Summary of the 20 June 2013 Nineveh Governorate election results
| Party/coalition |  | Allied national parties | Leader | Seats | Change | Votes | % | ±% |
|  | Brotherhood and Coexistence Alliance List | KDP PUK |  | 11 | −1 | 173,687 | 29.87% | +2.39% |
|  | Muttahidoon | al-Hadba Iraqi Islamic Party | Usama al-Nujayfi | 8 | −14 | 129,556 | 22.28% | −27.54% |
|  | Loyalty to Nineveh List | Iraqi National Dialogue Front al-Hal | Ghanim al-Baso Saleh al-Mutlaq Jamal al-Karbouli | 4 |  | 66,517 | 11.44% |  |
|  | United Nineveh |  | Abdullah al-Yawer | 3 |  | 45,971 | 7.91% |  |
|  | Iraqi Construction and Justice Gathering |  | Dildar Zebari | 3 |  | 39,126 | 6.73% |  |
|  | Al Iraqia National and United Coalition |  | Ayad Allawi | 2 |  | 31,276 | 5.38% |  |
|  | Nineveh’s Bravery Coalition |  |  | 1 |  | 23,361 | 4.02% |  |
|  | Nineveh’s National Alliance |  |  | 1 |  | 22,734 | 3.91% |  |
|  | Oum Rabih Tribes’ National Gathering |  | Hassan Khulayf | 1 |  | 21,349 | 3.67% |  |
|  | Al Shabak Freemen Council |  |  | 1 |  | 12,689 | 2.18% |  |
|  | Yazidi Movement for Reform and Progress |  |  | 1 |  | 10,397 | 1.79% | +1.17% |
|  | Chaldean Syriac Assyrian Gathering Coalition | Gathered Force Movement Chaldean National Congress Chaldean Syriac Assyrian Popular Council Assyrian National Party Rafidain List National Bet-Nahrain Union |  | 1 |  | 8,635 | 1.49% |  |
|  | Iraqi People’s Coalition |  |  | 1 |  | 8,633 | 1.48% |  |
|  | Iraq’s Benevolence and Generosity List |  | Dr Rushdi Said | 1 |  | 8,076 | 1.39% |  |
|  | Iraqi Freemen Coalition |  |  |  |  |  |  |  |
|  | Iraq’s Advocates for State Support |  |  |  |  |  |  |  |
|  | Reformers Gathering |  |  |  |  |  |  |  |
|  | National Moderation Front |  |  |  |  |  |  |  |
|  | United National Christian Assembly |  |  |  |  |  |  |  |
|  | Iraq’s Unified Gathering |  | Younis al-Rammah |  |  |  |  |  |
|  | Oum Rabih National Independent Gathering |  |  |  |  |  |  |  |
|  | United Democratic ِArabic Movement |  |  |  |  |  |  |  |
|  | Yuhanna Youssef Tuma Buta |  |  |  |  |  |  |  |
|  | Future Path for Yazidis Party |  |  |  |  |  |  |  |
|  | Free Yazidi Gathering |  |  |  |  |  |  |  |
|  | Yazidi Democratic Front |  |  |  |  |  |  |  |
|  | Yazidi Progress Party |  |  |  |  |  |  |  |
|  | Shabak Independent Party |  |  |  |  |  |  |  |
| Total |  |  |  | 39 | +2 | 581,449 |

== Analysis ==
The Uniters List, composed of al-Hadba and the Iraqi Islamic Party, had won 49.82 percent of the vote and 22 of 37 seats in the Nineveh Governorate Council in 2009. The party held eight of 39 council seats after the 2013 election. The local Arab parties lost control of the council, although Atheel al-Nujaifi remained governor. The new council president was Bashar Kiki, a Kurd; the new vice-president, Nour ad-Din Qabalan, was a Turkmen. Nujaifi's deputy, Abdul Qader Battoush, is also Kurdish. His second deputy, Hassan al-Allaf, is an Arab and one of three politicians elected from Mosul (which had produced a large number of Arab politicians in the previous election).

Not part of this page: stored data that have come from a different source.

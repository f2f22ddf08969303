fn main() {
    // Stamp the binary with its build time for the startup banner
    let build_date = chrono::Utc::now().format("%Y-%m-%d %H:%M UTC").to_string();
    println!("cargo:rustc-env=BUILD_DATE={build_date}");
}
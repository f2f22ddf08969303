//! evhub Settings Crate
//!
//! Handles configuration files for the event hub and logging.

pub mod config;
pub mod error;

pub use config::{default_config_path, Config, LogFormat, LoggingSettings};
pub use error::{ConfigError, SettingsError, SettingsResult};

According to local political scientist Hamza Hussein, the number of seats won by minorities demonstrated popular discontent and lack of confidence in the previous council. Local activist Rabea Mustafa said that opposition to the previous council arose largely from resentment of its fractured nature, which hampered its ability to deliver basic services. Mustafa also said that the election result was due to minorities being driven out of Mosul because of violence; these minorities then settled elsewhere in Nineveh. Voter turnout in Mosul was low, due to security problems and a lack of confidence in the political process and the previous council. Candidates were better able to canvass outside Mosul due to better security, and many Mosul-based candidates withdrew from the election. Voter turnout was about half that of 2009: 581,449, compared to 995,169 in the previous election.